I knew that I was a bit preoccupied that evening and so as not to show it, I encouraged Robert to talk about his lifelong commitment to handicapped children at the hospital. Gladly, he welcomed my manipulation of him, as he was always ready for the opportunity to talk about his work. It was demanding and it absorbed him, but what he was saying was very dull to me at that moment, as my irritated mind raced to make sense of what Jack had meant and indeed what I ought to do about it.

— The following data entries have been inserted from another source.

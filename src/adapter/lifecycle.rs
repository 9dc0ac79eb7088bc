//! The task which owns an adapter's state.
//!
//! Requests from [`SerialAdapter`](super::SerialAdapter) handles and completions of transport
//! operations both arrive here, and are handled one at a time.
//! A transport operation is issued in one step and its completion is handled in a later one,
//! so anything read before issuing may be stale by the time it completes.
//! The exception is a [`ConnectionRequest`]'s cancellation, which is what the open completion checks.

use std::sync::Arc;

use bytes::Bytes;
use futures::{channel::mpsc, StreamExt};
use tokio::task::JoinHandle;
use tracing::{debug, error, info, info_span, trace, warn, Instrument};

use super::{
    state::ConnectionState, AdapterMessage, ConnectCallback, ConnectionId, ConnectionInfo,
    DisconnectCallback,
};
use crate::{
    config::{Config, DrainPolicy},
    events::{EventChannel, ReceiveError, ReceivedData},
    queue::{CompletedWrite, OutputItem, PendingWrite, SendCallback, SendInfo, SendQueue},
    request::{ConnectOptions, ConnectionRequest},
    transport::{encode_payload, OpenOptions, Transport, TransportError},
};

/// A transport operation completed, or something arrived from the wire.
enum Completion {
    Opened {
        request: Arc<ConnectionRequest>,
        callback: ConnectCallback,
        result: Result<(), TransportError>,
    },
    Closed {
        connection_id: ConnectionId,
        callback: DisconnectCallback,
        result: Result<(), TransportError>,
    },
    Written {
        write: u64,
        result: Result<(), TransportError>,
    },
    Inbound {
        connection_id: ConnectionId,
        item: Result<Bytes, TransportError>,
    },
}

pub(crate) struct Lifecycle {
    transport: Arc<dyn Transport>,
    config: Config,

    // Requests from adapter handles
    messages: mpsc::UnboundedReceiver<AdapterMessage>,

    // Spawned transport operations report back here
    completions_tx: mpsc::UnboundedSender<Completion>,
    completions: mpsc::UnboundedReceiver<Completion>,

    state: ConnectionState,

    // The newest connect attempt, until its open completes
    current_request: Option<Arc<ConnectionRequest>>,

    queue: SendQueue,

    on_receive: EventChannel<ReceivedData>,
    on_receive_error: EventChannel<ReceiveError>,

    // Forwards the transport's inbox to us
    inbound: Option<JoinHandle<()>>,

    connections_opened: u32,
}

impl Lifecycle {
    pub(crate) fn new<T: Transport>(
        transport: T,
        config: Config,
        messages: mpsc::UnboundedReceiver<AdapterMessage>,
        on_receive: EventChannel<ReceivedData>,
        on_receive_error: EventChannel<ReceiveError>,
    ) -> Self {
        let (completions_tx, completions) = mpsc::unbounded();

        Self {
            transport: Arc::new(transport),
            queue: SendQueue::new(config.queue_cap),
            config,
            messages,
            completions_tx,
            completions,
            state: ConnectionState::default(),
            current_request: None,
            on_receive,
            on_receive_error,
            inbound: None,
            connections_opened: 0,
        }
    }

    pub(crate) async fn run(mut self) {
        debug!("Adapter running");

        loop {
            tokio::select! {
                // A caller's request always goes before completions which arrived after it.
                biased;

                message = self.messages.next() => match message {
                    Some(message) => self.handle_message(message),
                    None => break,
                },
                Some(completion) = self.completions.next() => self.handle_completion(completion),
            }
        }

        self.shutdown();
    }

    fn handle_message(&mut self, message: AdapterMessage) {
        match message {
            AdapterMessage::Connect {
                path,
                options,
                callback,
            } => self.connect(&path, options, callback),
            AdapterMessage::Disconnect { callback } => self.disconnect(callback),
            AdapterMessage::Send { data, callback } => self.send(data, callback),
            AdapterMessage::EmptyOutputBuffer => self.empty_output_buffer(),
            AdapterMessage::Stats { callback } => callback(self.state.stats()),
        }
    }

    fn handle_completion(&mut self, completion: Completion) {
        match completion {
            Completion::Opened {
                request,
                callback,
                result,
            } => self.opened(request, callback, result),
            Completion::Closed {
                connection_id,
                callback,
                result,
            } => self.closed(connection_id, callback, result),
            Completion::Written { write, result } => self.written(write, result),
            Completion::Inbound {
                connection_id,
                item,
            } => self.inbound(connection_id, item),
        }
    }

    fn connect(&mut self, path: &str, options: ConnectOptions, callback: ConnectCallback) {
        let request = Arc::new(ConnectionRequest::new(path, options));

        if let Some(previous) = self.current_request.replace(request.clone()) {
            if previous.is_pending() {
                debug!(%previous, "Superseded by a newer connect");
            }
        }

        if let Some(connection_id) = self.state.connection_id() {
            warn!(%connection_id, "Connecting while already connected");
        }

        let open_options = OpenOptions {
            baud_rate: options.bitrate,
            sleep_on_pause: self.config.sleep_on_pause,
        };

        info!(%request, %open_options, "Connecting");

        let open = self.transport.open(open_options);
        let completions = self.completions_tx.clone();
        let span = info_span!("open", request = %request.id());

        tokio::spawn(
            async move {
                let result = open.await;

                if completions
                    .unbounded_send(Completion::Opened {
                        request,
                        callback,
                        result,
                    })
                    .is_err()
                {
                    debug!("Adapter stopped before the open completed");
                }
            }
            .instrument(span),
        );
    }

    fn opened(
        &mut self,
        request: Arc<ConnectionRequest>,
        callback: ConnectCallback,
        result: Result<(), TransportError>,
    ) {
        if self
            .current_request
            .as_ref()
            .map_or(false, |current| Arc::ptr_eq(current, &request))
        {
            self.current_request = None;
        }

        match (result, request.is_canceled()) {
            (Ok(()), false) => self.establish(&request, callback),
            (Ok(()), true) => {
                info!(%request, "Opened after being canceled, closing again");
                self.close_silently(&request);
            }
            (Err(e), true) => {
                debug!(%request, ?e, "Open failed after being canceled");
            }
            (Err(e), false) => {
                warn!(%request, ?e, "Open failed");
                self.state.record_failure();
                callback(Err(e.into()));
            }
        }
    }

    fn establish(&mut self, request: &ConnectionRequest, callback: ConnectCallback) {
        request.fulfil();

        self.connections_opened += 1;
        let connection_id = ConnectionId::new(self.connections_opened);
        let bitrate = request.options().bitrate;

        self.state.establish(connection_id, bitrate);
        self.attach_inbox(connection_id);

        info!(%request, %connection_id, "Connected");
        callback(Ok(ConnectionInfo {
            connection_id,
            bitrate,
        }));

        if self.config.drain_policy == DrainPolicy::Resume && self.queue.is_stalled() {
            debug!("Resuming stalled send queue");
            self.drain();
        }
    }

    fn close_silently(&self, request: &ConnectionRequest) {
        let close = self.transport.close();
        let span = info_span!("close-canceled", request = %request.id());

        tokio::spawn(
            async move {
                match close.await {
                    Ok(()) => debug!("Canceled connection closed"),
                    Err(e) => warn!(?e, "Could not close canceled connection"),
                }
            }
            .instrument(span),
        );
    }

    fn attach_inbox(&mut self, connection_id: ConnectionId) {
        self.detach_inbox();

        let mut inbox = match self.transport.inbox() {
            Ok(inbox) => inbox,
            Err(e) => {
                warn!(%connection_id, ?e, "Could not register for reads, nothing will be received");
                return;
            }
        };

        let completions = self.completions_tx.clone();
        let span = info_span!("inbox", %connection_id);

        self.inbound = Some(tokio::spawn(
            async move {
                while let Some(item) = inbox.next().await {
                    if completions
                        .unbounded_send(Completion::Inbound {
                            connection_id,
                            item,
                        })
                        .is_err()
                    {
                        break;
                    }
                }

                debug!("Inbox closed");
            }
            .instrument(span),
        ));
    }

    fn detach_inbox(&mut self) {
        if let Some(inbound) = self.inbound.take() {
            inbound.abort();
        }
    }

    fn detach_listeners(&mut self) {
        self.detach_inbox();
        self.on_receive.clear();
        self.on_receive_error.clear();
    }

    fn disconnect(&mut self, callback: DisconnectCallback) {
        let Some(connection_id) = self.state.connection_id() else {
            self.cancel_current_request();
            return;
        };

        self.empty_output_buffer();
        self.detach_listeners();

        info!(%connection_id, "Disconnecting");

        let close = self.transport.close();
        let completions = self.completions_tx.clone();
        let span = info_span!("close", %connection_id);

        tokio::spawn(
            async move {
                let result = close.await;

                if completions
                    .unbounded_send(Completion::Closed {
                        connection_id,
                        callback,
                        result,
                    })
                    .is_err()
                {
                    debug!("Adapter stopped before the close completed");
                }
            }
            .instrument(span),
        );
    }

    /// There is no connection to close, so there is nothing to report yet.
    /// Whatever the pending open results in is dealt with when it completes.
    fn cancel_current_request(&mut self) {
        match &self.current_request {
            Some(request) if request.is_pending() => {
                request.cancel();
                info!(%request, "Canceled connect in flight");
            }
            Some(request) => debug!(%request, "Connect already settled, nothing to cancel"),
            None => debug!("Not connected, nothing to disconnect"),
        }
    }

    fn closed(
        &mut self,
        connection_id: ConnectionId,
        callback: DisconnectCallback,
        result: Result<(), TransportError>,
    ) {
        match &result {
            Ok(()) => info!(%connection_id, "Disconnected"),
            Err(e) => warn!(%connection_id, ?e, "Close failed, considering it closed anyway"),
        }

        // A connect may have completed while closing.
        if self.state.connection_id() == Some(connection_id) {
            self.state.reset();
        }

        callback(result.is_ok());
    }

    fn send(&mut self, data: Bytes, callback: SendCallback) {
        self.queue.push(OutputItem::new(data, callback));

        if self.queue.is_idle() {
            self.drain();
        } else if self.queue.is_stalled() && self.config.drain_policy == DrainPolicy::Resume {
            debug!("Resuming stalled send queue");
            self.drain();
        }
    }

    fn drain(&mut self) {
        let Some(connection_id) = self.state.connection_id() else {
            if !self.queue.is_empty() {
                debug!(queued = self.queue.len(), "Not connected, send queue stalls");
                self.queue.stall();
            }
            return;
        };

        let Some(PendingWrite { write, data }) = self.queue.begin_write() else {
            trace!("Send queue drained");
            return;
        };

        let write_op = self.transport.write(encode_payload(&data));
        let completions = self.completions_tx.clone();
        let span = info_span!("write", %connection_id, write);

        tokio::spawn(
            async move {
                let result = write_op.await;

                if completions
                    .unbounded_send(Completion::Written { write, result })
                    .is_err()
                {
                    debug!("Adapter stopped before the write completed");
                }
            }
            .instrument(span),
        );
    }

    fn written(&mut self, write: u64, result: Result<(), TransportError>) {
        if let Err(e) = result {
            if self.queue.fail_write(write) {
                error!(?e, queued = self.queue.len(), "Write failed, send queue stalls");
                self.state.record_failure();
            } else {
                debug!(?e, "Write failed after its queue was emptied");
            }
            return;
        }

        let Some(CompletedWrite { item, dropped }) = self.queue.finish_write(write) else {
            debug!(write, "Write completed after its queue was emptied");
            return;
        };

        if dropped > 0 {
            debug!(dropped, "Callbacks of dropped sends will not be called");
        }

        let bytes_sent = item.data.len();
        self.state.record_sent(bytes_sent);
        (item.callback)(SendInfo { bytes_sent });

        self.drain();
    }

    fn empty_output_buffer(&mut self) {
        let dropped = self.queue.clear();

        if dropped > 0 {
            debug!(dropped, "Output buffer emptied");
        }
    }

    fn inbound(&mut self, connection_id: ConnectionId, item: Result<Bytes, TransportError>) {
        if self.state.connection_id() != Some(connection_id) {
            trace!(%connection_id, "Inbound for a connection which is gone");
            return;
        }

        match item {
            Ok(data) => {
                self.state.record_received(data.len());
                self.on_receive.dispatch(&ReceivedData {
                    connection_id,
                    data,
                });
            }
            Err(error) => {
                warn!(%connection_id, ?error, "Read error");
                self.on_receive_error.dispatch(&ReceiveError {
                    connection_id,
                    error,
                });
            }
        }
    }

    fn shutdown(&mut self) {
        debug!("Every adapter handle dropped, stopping");

        self.detach_inbox();
        self.queue.clear();

        if let Some(connection_id) = self.state.connection_id() {
            let close = self.transport.close();

            tokio::spawn(
                async move {
                    if let Err(e) = close.await {
                        warn!(?e, "Could not close connection on shutdown");
                    }
                }
                .instrument(info_span!("close-on-shutdown", %connection_id)),
            );
        }
    }
}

Looking at me while speaking of his patients, Robert had not the slightest reason to doubt my state of mind. He continued telling me tales of unhappiness, injustice and despair. I felt sad for the first time that my actions could hurt this good man and I decided that I would take a step to further my desire to write.
The next day, I enrolled on a creative writing course. I felt that I could at least give it a go.
JACK
It felt like stalking. I was trapped, so I had to shut Marian up before she could go any further. The code that I worked under had been broken; I was not as clever as I had thought! The work of Marcel Proust had taught me to use my memory and to look to my inner world for my imaginings. As I mentioned, he had said to express the unconscious world would interest someone, somewhere, and I had shown Marian the way. How right he was; she had followed the leader. However, he didn’t warn of the price one had to pay for such attention.